=== WHAT THE TASK REQUIRES ===
Repeat exactly, please, the lines that begin at the start of the listing and end at the line holding "a fresh read.".

=== RECORDS FOR THIS EXERCISE ===

..............................

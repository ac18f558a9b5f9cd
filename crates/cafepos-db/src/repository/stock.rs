//! # Stock Repository
//!
//! Storage primitives for the stock ledger: the conditional on-hand
//! update, movement appends, and the read projections.
//!
//! ## Lost-Update Safety
//! ```text
//! WRONG (read-then-write):
//!   SELECT quantity_on_hand ...        ← terminal A reads 5
//!                                      ← terminal B reads 5
//!   UPDATE products SET quantity_on_hand = 2   (A sells 3)
//!   UPDATE products SET quantity_on_hand = 1   (B sells 4) → oversold
//!
//! CORRECT (single conditional statement):
//!   UPDATE products
//!   SET quantity_on_hand = quantity_on_hand - ?
//!   WHERE id = ? AND quantity_on_hand >= ?
//!   → rows_affected = 0 means insufficient stock, nothing written
//! ```
//!
//! The decrement/increment + movement append pair must be atomic, so those
//! functions take a `&mut SqliteConnection` and run inside a transaction
//! owned by the caller (the engine's ledger or sale commit).

use chrono::{DateTime, Utc};
use sqlx::{SqliteConnection, SqlitePool};

use crate::error::DbResult;
use cafepos_core::{MovementHistoryEntry, StockListEntry, StockMovement};

/// Repository for stock reads.
#[derive(Debug, Clone)]
pub struct StockRepository {
    pool: SqlitePool,
}

impl StockRepository {
    pub fn new(pool: SqlitePool) -> Self {
        StockRepository { pool }
    }

    /// Current on-hand quantity for a product, or None if the product
    /// doesn't exist. Always a fresh read.
    pub async fn on_hand(&self, product_id: &str) -> DbResult<Option<i64>> {
        let qty: Option<i64> =
            sqlx::query_scalar("SELECT quantity_on_hand FROM products WHERE id = ?1")
                .bind(product_id)
                .fetch_optional(&self.pool)
                .await?;

        Ok(qty)
    }

    /// Stock overview: every product with its on-hand quantity and
    /// category name, ordered by product name.
    pub async fn list_with_categories(&self) -> DbResult<Vec<StockListEntry>> {
        let entries = sqlx::query_as::<_, StockListEntry>(
            r#"
            SELECT p.id, p.name, p.price_cents, p.quantity_on_hand,
                   c.name AS category_name
            FROM products p
            LEFT JOIN categories c ON p.category_id = c.id
            ORDER BY p.name
            "#,
        )
        .fetch_all(&self.pool)
        .await?;

        Ok(entries)
    }

    /// Movement history newer than `since`, joined with product names,
    /// most recent first, capped at `limit` rows.
    pub async fn history(
        &self,
        since: DateTime<Utc>,
        limit: i64,
    ) -> DbResult<Vec<MovementHistoryEntry>> {
        let entries = sqlx::query_as::<_, MovementHistoryEntry>(
            r#"
            SELECT m.id, m.product_id, p.name AS product_name,
                   m.direction, m.quantity, m.reason, m.created_at
            FROM stock_movements m
            JOIN products p ON m.product_id = p.id
            WHERE m.created_at >= ?1
            ORDER BY m.created_at DESC
            LIMIT ?2
            "#,
        )
        .bind(since)
        .bind(limit)
        .fetch_all(&self.pool)
        .await?;

        Ok(entries)
    }

    /// Products at or below the given on-hand threshold, lowest first.
    pub async fn low_stock(&self, threshold: i64) -> DbResult<Vec<StockListEntry>> {
        let entries = sqlx::query_as::<_, StockListEntry>(
            r#"
            SELECT p.id, p.name, p.price_cents, p.quantity_on_hand,
                   c.name AS category_name
            FROM products p
            LEFT JOIN categories c ON p.category_id = c.id
            WHERE p.quantity_on_hand <= ?1
            ORDER BY p.quantity_on_hand ASC, p.name
            "#,
        )
        .bind(threshold)
        .fetch_all(&self.pool)
        .await?;

        Ok(entries)
    }
}

// =============================================================================
// Transaction-Scoped Primitives
// =============================================================================

/// Decrements on-hand stock if and only if enough is available.
///
/// Returns `Some(new_quantity)` on success, `None` when the conditional
/// update matched no row - either the product doesn't exist or the
/// decrement would go negative; the caller disambiguates with
/// [`on_hand_in`].
pub async fn try_decrement(
    conn: &mut SqliteConnection,
    product_id: &str,
    quantity: i64,
) -> DbResult<Option<i64>> {
    let now = Utc::now();

    let result = sqlx::query(
        r#"
        UPDATE products
        SET quantity_on_hand = quantity_on_hand - ?2, updated_at = ?3
        WHERE id = ?1 AND quantity_on_hand >= ?2
        "#,
    )
    .bind(product_id)
    .bind(quantity)
    .bind(now)
    .execute(&mut *conn)
    .await?;

    if result.rows_affected() == 0 {
        return Ok(None);
    }

    let new_qty = sqlx::query_scalar("SELECT quantity_on_hand FROM products WHERE id = ?1")
        .bind(product_id)
        .fetch_one(&mut *conn)
        .await?;

    Ok(Some(new_qty))
}

/// Increments on-hand stock.
///
/// Returns `Some(new_quantity)`, or `None` if the product doesn't exist.
pub async fn increment(
    conn: &mut SqliteConnection,
    product_id: &str,
    quantity: i64,
) -> DbResult<Option<i64>> {
    let now = Utc::now();

    let result = sqlx::query(
        r#"
        UPDATE products
        SET quantity_on_hand = quantity_on_hand + ?2, updated_at = ?3
        WHERE id = ?1
        "#,
    )
    .bind(product_id)
    .bind(quantity)
    .bind(now)
    .execute(&mut *conn)
    .await?;

    if result.rows_affected() == 0 {
        return Ok(None);
    }

    let new_qty = sqlx::query_scalar("SELECT quantity_on_hand FROM products WHERE id = ?1")
        .bind(product_id)
        .fetch_one(&mut *conn)
        .await?;

    Ok(Some(new_qty))
}

/// Appends one movement row. Movements are never updated or deleted.
pub async fn insert_movement(
    conn: &mut SqliteConnection,
    movement: &StockMovement,
) -> DbResult<()> {
    sqlx::query(
        r#"
        INSERT INTO stock_movements (id, product_id, direction, quantity, reason, created_at)
        VALUES (?1, ?2, ?3, ?4, ?5, ?6)
        "#,
    )
    .bind(&movement.id)
    .bind(&movement.product_id)
    .bind(movement.direction)
    .bind(movement.quantity)
    .bind(&movement.reason)
    .bind(movement.created_at)
    .execute(&mut *conn)
    .await?;

    Ok(())
}

/// Fresh on-hand read through the caller's transaction connection.
pub async fn on_hand_in(conn: &mut SqliteConnection, product_id: &str) -> DbResult<Option<i64>> {
    let qty: Option<i64> =
        sqlx::query_scalar("SELECT quantity_on_hand FROM products WHERE id = ?1")
            .bind(product_id)
            .fetch_optional(&mut *conn)
            .await?;

    Ok(qty)
}
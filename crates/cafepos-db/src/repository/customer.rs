//! # Customer Repository
//!
//! The customer registry. Sales reference customers optionally; the engine
//! resolves the reference here before a sale begins.

use sqlx::SqlitePool;
use tracing::debug;

use crate::error::DbResult;
use cafepos_core::Customer;

/// Repository for customer database operations.
#[derive(Debug, Clone)]
pub struct CustomerRepository {
    pool: SqlitePool,
}

impl CustomerRepository {
    pub fn new(pool: SqlitePool) -> Self {
        CustomerRepository { pool }
    }

    /// Gets a customer by ID.
    pub async fn get_by_id(&self, id: &str) -> DbResult<Option<Customer>> {
        let customer = sqlx::query_as::<_, Customer>(
            r#"
            SELECT id, name, phone, created_at
            FROM customers
            WHERE id = ?1
            "#,
        )
        .bind(id)
        .fetch_optional(&self.pool)
        .await?;

        Ok(customer)
    }

    /// Lists all customers ordered by name.
    pub async fn list(&self) -> DbResult<Vec<Customer>> {
        let customers = sqlx::query_as::<_, Customer>(
            r#"
            SELECT id, name, phone, created_at
            FROM customers
            ORDER BY name
            "#,
        )
        .fetch_all(&self.pool)
        .await?;

        Ok(customers)
    }

    /// Inserts a new customer.
    pub async fn insert(&self, customer: &Customer) -> DbResult<()> {
        debug!(id = %customer.id, "inserting customer");

        sqlx::query(
            r#"
            INSERT INTO customers (id, name, phone, created_at)
            VALUES (?1, ?2, ?3, ?4)
            "#,
        )
        .bind(&customer.id)
        .bind(&customer.name)
        .bind(&customer.phone)
        .bind(customer.created_at)
        .execute(&self.pool)
        .await?;

        Ok(())
    }
}
//! # Operator Repository
//!
//! Staff rows referenced by till sessions and sales. Authentication and
//! credential storage are an external collaborator; this repository only
//! persists the identities the rest of the schema points at.

use sqlx::SqlitePool;
use tracing::debug;

use crate::error::DbResult;
use cafepos_core::Operator;

#[derive(Debug, Clone)]
pub struct OperatorRepository {
    pool: SqlitePool,
}

impl OperatorRepository {
    pub fn new(pool: SqlitePool) -> Self {
        OperatorRepository { pool }
    }

    /// Gets an operator by ID.
    pub async fn get_by_id(&self, id: &str) -> DbResult<Option<Operator>> {
        let operator = sqlx::query_as::<_, Operator>(
            r#"
            SELECT id, display_name, role, created_at
            FROM operators
            WHERE id = ?1
            "#,
        )
        .bind(id)
        .fetch_optional(&self.pool)
        .await?;

        Ok(operator)
    }

    /// Inserts a new operator.
    pub async fn insert(&self, operator: &Operator) -> DbResult<()> {
        debug!(id = %operator.id, "inserting operator");

        sqlx::query(
            r#"
            INSERT INTO operators (id, display_name, role, created_at)
            VALUES (?1, ?2, ?3, ?4)
            "#,
        )
        .bind(&operator.id)
        .bind(&operator.display_name)
        .bind(&operator.role)
        .bind(operator.created_at)
        .execute(&self.pool)
        .await?;

        Ok(())
    }
}

#[cfg(test)]
mod tests {
    use super::*;
    use crate::pool::{Database, DbConfig};
    use crate::repository::generate_id;
    use chrono::Utc;

    #[tokio::test]
    async fn test_insert_and_get() {
        let db = Database::new(DbConfig::in_memory()).await.unwrap();
        let repo = db.operators();

        let operator = Operator {
            id: generate_id(),
            display_name: "Marta Lima".to_string(),
            role: "manager".to_string(),
            created_at: Utc::now(),
        };
        repo.insert(&operator).await.unwrap();

        let loaded = repo.get_by_id(&operator.id).await.unwrap().unwrap();
        assert_eq!(loaded.display_name, "Marta Lima");
        assert_eq!(loaded.role, "manager");
        assert!(repo.get_by_id("missing").await.unwrap().is_none());
    }
}
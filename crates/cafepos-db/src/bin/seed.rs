//! # Seed Data Generator
//!
//! Populates a database with a café menu for development.
//!
//! ## Usage
//! ```bash
//! cargo run -p cafepos-db --bin seed
//! cargo run -p cafepos-db --bin seed -- --db ./data/cafe.db
//! ```
//!
//! Creates categories, a small product catalogue with starting stock,
//! two operators and a couple of customers. Skips seeding when the
//! database already has products.

use chrono::Utc;
use std::env;

use cafepos_core::{Customer, Operator, Product};
use cafepos_db::repository::generate_id;
use cafepos_db::{Database, DbConfig};

/// Menu: category name → (product name, price cents, starting stock).
const MENU: &[(&str, &[(&str, i64, i64)])] = &[
    (
        "Hot Drinks",
        &[
            ("Espresso", 350, 80),
            ("Double Espresso", 450, 80),
            ("Americano", 400, 60),
            ("Cappuccino", 550, 60),
            ("Latte", 600, 60),
            ("Flat White", 600, 40),
            ("Mocha", 650, 40),
            ("Hot Chocolate", 550, 30),
            ("Chai Latte", 600, 25),
        ],
    ),
    (
        "Cold Drinks",
        &[
            ("Iced Latte", 650, 40),
            ("Iced Tea", 450, 30),
            ("Cold Brew", 550, 25),
            ("Fresh Orange Juice", 700, 20),
            ("Sparkling Water", 350, 48),
        ],
    ),
    (
        "Bakery",
        &[
            ("Croissant", 450, 24),
            ("Pain au Chocolat", 500, 18),
            ("Cheese Bread", 400, 30),
            ("Banana Bread Slice", 475, 16),
            ("Brownie", 450, 20),
            ("Cheesecake Slice", 1000, 12),
            ("Carrot Cake Slice", 950, 12),
        ],
    ),
    (
        "Savoury",
        &[
            ("Ham & Cheese Toastie", 850, 15),
            ("Caprese Sandwich", 900, 12),
            ("Quiche Slice", 800, 10),
            ("Granola Bowl", 750, 10),
        ],
    ),
];

const OPERATORS: &[(&str, &str)] = &[("Marta Lima", "manager"), ("Jonas Prado", "cashier")];

const CUSTOMERS: &[(&str, Option<&str>)] = &[
    ("Ana Souza", Some("555-0101")),
    ("Rafael Costa", None),
    ("Beatriz Nunes", Some("555-0144")),
];

#[tokio::main]
async fn main() -> Result<(), Box<dyn std::error::Error>> {
    tracing_subscriber::fmt()
        .with_env_filter(
            tracing_subscriber::EnvFilter::try_from_default_env()
                .unwrap_or_else(|_| tracing_subscriber::EnvFilter::new("info")),
        )
        .init();

    let args: Vec<String> = env::args().collect();
    let mut db_path = String::from("./cafepos_dev.db");

    let mut i = 1;
    while i < args.len() {
        match args[i].as_str() {
            "--db" | "-d" => {
                if i + 1 < args.len() {
                    db_path = args[i + 1].clone();
                    i += 1;
                }
            }
            "--help" | "-h" => {
                println!("Café POS Seed Data Generator");
                println!();
                println!("Usage: seed [OPTIONS]");
                println!();
                println!("Options:");
                println!("  -d, --db <PATH>    Database file path (default: ./cafepos_dev.db)");
                println!("  -h, --help         Show this help message");
                return Ok(());
            }
            _ => {}
        }
        i += 1;
    }

    println!("Café POS Seed Data Generator");
    println!("============================");
    println!("Database: {}", db_path);
    println!();

    let db = Database::new(DbConfig::new(&db_path)).await?;

    println!("✓ Connected, migrations applied");

    let existing = db.products().count().await?;
    if existing > 0 {
        println!("⚠ Database already has {} products", existing);
        println!("  Skipping seed to avoid duplicates.");
        println!("  Delete the database file to regenerate.");
        db.close().await;
        return Ok(());
    }

    let now = Utc::now();
    let mut product_count = 0usize;

    for (category_name, items) in MENU {
        let category_id = generate_id();
        sqlx::query("INSERT INTO categories (id, name, created_at) VALUES (?1, ?2, ?3)")
            .bind(&category_id)
            .bind(*category_name)
            .bind(now)
            .execute(db.pool())
            .await?;

        for (name, price_cents, stock) in items.iter() {
            let product = Product {
                id: generate_id(),
                name: name.to_string(),
                price_cents: *price_cents,
                quantity_on_hand: *stock,
                category_id: Some(category_id.clone()),
                created_at: now,
                updated_at: now,
            };
            db.products().insert(&product).await?;
            product_count += 1;
        }
    }

    for (display_name, role) in OPERATORS {
        let operator = Operator {
            id: generate_id(),
            display_name: display_name.to_string(),
            role: role.to_string(),
            created_at: now,
        };
        db.operators().insert(&operator).await?;
    }

    for (name, phone) in CUSTOMERS {
        let customer = Customer {
            id: generate_id(),
            name: name.to_string(),
            phone: phone.map(str::to_string),
            created_at: now,
        };
        db.customers().insert(&customer).await?;
    }

    println!(
        "✓ Seeded {} products, {} operators, {} customers",
        product_count,
        OPERATORS.len(),
        CUSTOMERS.len()
    );

    db.close().await;
    Ok(())
}
//! Discovery of swapped Services.

use k8s_openapi::api::core::v1::Service;
use pkg_constants::swap::SWAP_LABEL_SELECTOR;
use pkg_gateway::ClusterGateway;

use crate::error::Result;
use crate::snapshot::{parse, snapshot_of};

/// What a marked Service holds in its snapshot annotation.
#[derive(Debug)]
pub enum SnapshotState {
    Valid(Box<Service>),
    /// Marker present but the annotation is absent or empty.
    Missing,
    Malformed(serde_json::Error),
}

/// A Service carrying the swap marker, as found in the cluster.
#[derive(Debug)]
pub struct SwappedService {
    pub current: Service,
    pub snapshot: SnapshotState,
}

impl SwappedService {
    pub fn inspect(current: Service) -> Self {
        let snapshot = match snapshot_of(&current).map(parse) {
            None => SnapshotState::Missing,
            Some(Ok(original)) => SnapshotState::Valid(Box::new(original)),
            Some(Err(e)) => SnapshotState::Malformed(e),
        };
        Self { current, snapshot }
    }

    pub fn name(&self) -> &str {
        self.current.metadata.name.as_deref().unwrap_or_default()
    }

    /// The pre-swap Service, when the snapshot decodes.
    pub fn original(&self) -> Option<&Service> {
        match &self.snapshot {
            SnapshotState::Valid(svc) => Some(svc),
            _ => None,
        }
    }
}

/// Every Service in the gateway's namespace that carries the swap marker.
/// Issues a single list call and nothing else.
pub async fn list_swapped(gateway: &dyn ClusterGateway) -> Result<Vec<SwappedService>> {
    let services = gateway.list_services(SWAP_LABEL_SELECTOR).await?;
    Ok(services.into_iter().map(SwappedService::inspect).collect())
}
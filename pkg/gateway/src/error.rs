use std::fmt;

/// Resource kinds the gateway handles.
#[derive(Debug, Clone, Copy, PartialEq, Eq)]
pub enum ResourceKind {
    Service,
    Endpoints,
}

impl fmt::Display for ResourceKind {
    fn fmt(&self, f: &mut fmt::Formatter<'_>) -> fmt::Result {
        match self {
            ResourceKind::Service => write!(f, "service"),
            ResourceKind::Endpoints => write!(f, "endpoints"),
        }
    }
}

#[derive(Debug, thiserror::Error)]
pub enum GatewayError {
    #[error("{kind} {namespace}/{name} not found")]
    NotFound {
        kind: ResourceKind,
        namespace: String,
        name: String,
    },

    #[error("{kind} {namespace}/{name} already exists")]
    Conflict {
        kind: ResourceKind,
        namespace: String,
        name: String,
    },

    /// The cluster could not be reached, or refused our credentials.
    #[error("cannot talk to the cluster: {0}")]
    Connection(String),

    /// Any other status returned by the API server.
    #[error("API server rejected the request ({code}): {message}")]
    Api { code: u16, message: String },
}

impl GatewayError {
    pub fn is_not_found(&self) -> bool {
        matches!(self, GatewayError::NotFound { .. })
    }

    pub fn is_conflict(&self) -> bool {
        matches!(self, GatewayError::Conflict { .. })
    }

    /// Classify a `kube` client error for the resource it was issued against.
    pub fn from_kube(err: kube::Error, kind: ResourceKind, namespace: &str, name: &str) -> Self {
        match err {
            kube::Error::Api(resp) => match resp.code {
                404 => GatewayError::NotFound {
                    kind,
                    namespace: namespace.to_string(),
                    name: name.to_string(),
                },
                409 => GatewayError::Conflict {
                    kind,
                    namespace: namespace.to_string(),
                    name: name.to_string(),
                },
                401 | 403 => GatewayError::Connection(format!(
                    "credentials rejected ({}): {}",
                    resp.code, resp.message
                )),
                code => GatewayError::Api {
                    code,
                    message: resp.message,
                },
            },
            other => GatewayError::Connection(other.to_string()),
        }
    }
}

#[cfg(test)]
mod tests {
    use super::*;
    use kube::error::ErrorResponse;

    fn api_error(code: u16, reason: &str) -> kube::Error {
        kube::Error::Api(ErrorResponse {
            status: "Failure".to_string(),
            message: format!("{} from the API server", reason),
            reason: reason.to_string(),
            code,
        })
    }

    fn classify(err: kube::Error) -> GatewayError {
        GatewayError::from_kube(err, ResourceKind::Endpoints, "default", "web")
    }

    #[test]
    fn test_not_found_keeps_resource_identity() {
        let err = classify(api_error(404, "NotFound"));
        assert!(err.is_not_found());
        assert_eq!(err.to_string(), "endpoints default/web not found");
    }

    #[test]
    fn test_conflict_maps_to_conflict() {
        let err = classify(api_error(409, "AlreadyExists"));
        assert!(err.is_conflict());
        assert!(!err.is_not_found());
        assert_eq!(err.to_string(), "endpoints default/web already exists");
    }

    #[test]
    fn test_rejected_credentials_are_connection_errors() {
        for code in [401, 403] {
            match classify(api_error(code, "Forbidden")) {
                GatewayError::Connection(msg) => assert!(msg.contains(&code.to_string())),
                other => panic!("{} mapped to {:?}", code, other),
            }
        }
    }

    #[test]
    fn test_other_status_is_api_error() {
        match classify(api_error(500, "InternalError")) {
            GatewayError::Api { code, message } => {
                assert_eq!(code, 500);
                assert_eq!(message, "InternalError from the API server");
            }
            other => panic!("500 mapped to {:?}", other),
        }
        assert!(matches!(
            classify(api_error(422, "Invalid")),
            GatewayError::Api { code: 422, .. }
        ));
    }

    #[test]
    fn test_transport_error_is_connection_error() {
        let io = std::io::Error::new(std::io::ErrorKind::ConnectionRefused, "connection refused");
        let err = classify(kube::Error::Service(Box::new(io)));
        assert!(matches!(err, GatewayError::Connection(_)));
        assert!(!err.is_not_found());
    }
}
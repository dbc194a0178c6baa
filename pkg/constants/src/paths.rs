//! Filesystem path constants.

/// Default config file, relative to the user's home directory.
pub const DEFAULT_CONFIG_FILE: &str = ".kutex/config.yaml";
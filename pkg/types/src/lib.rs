pub mod config;
pub mod validate;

..............................

=== TASK RESPONSE ===
repository ac18f558a9b5f9cd
filename crates/cafepos-db/src/repository/stock.rs
//! # Stock Repository
//!
//! Storage primitives for the stock ledger: the conditional on-hand
//! update, movement appends, and the read projections.
//!
//! ## Lost-Update Safety
//! ```text
//! WRONG (read-then-write):
//!   SELECT quantity_on_hand ...        ← terminal A reads 5
//!                                      ← terminal B reads 5
//!   UPDATE products SET quantity_on_hand = 2   (A sells 3)
//!   UPDATE products SET quantity_on_hand = 1   (B sells 4) → oversold
//!
//! CORRECT (single conditional statement):
//!   UPDATE products
//!   SET quantity_on_hand = quantity_on_hand - ?
//!   WHERE id = ? AND quantity_on_hand >= ?
//!   → rows_affected = 0 means insufficient stock, nothing written
//! ```
//!
//! The decrement/increment + movement append pair must be atomic, so those
//! functions take a `&mut SqliteConnection` and run inside a transaction
//! owned by the caller (the engine's ledger or sale commit).

use chrono::{DateTime, Utc};
use sqlx::{SqliteConnection, SqlitePool};

use crate::error::DbResult;
use cafepos_core::{MovementHistoryEntry, StockListEntry, StockMovement};

/// Repository for stock reads.
#[derive(Debug, Clone)]
pub struct StockRepository {
    pool: SqlitePool,
}

impl StockRepository {
    pub fn new(pool: SqlitePool) -> Self {
        StockRepository { pool }
    }

    /// Current on-hand quantity for a product, or None if the product
    /// doesn't exist. Always a fresh read.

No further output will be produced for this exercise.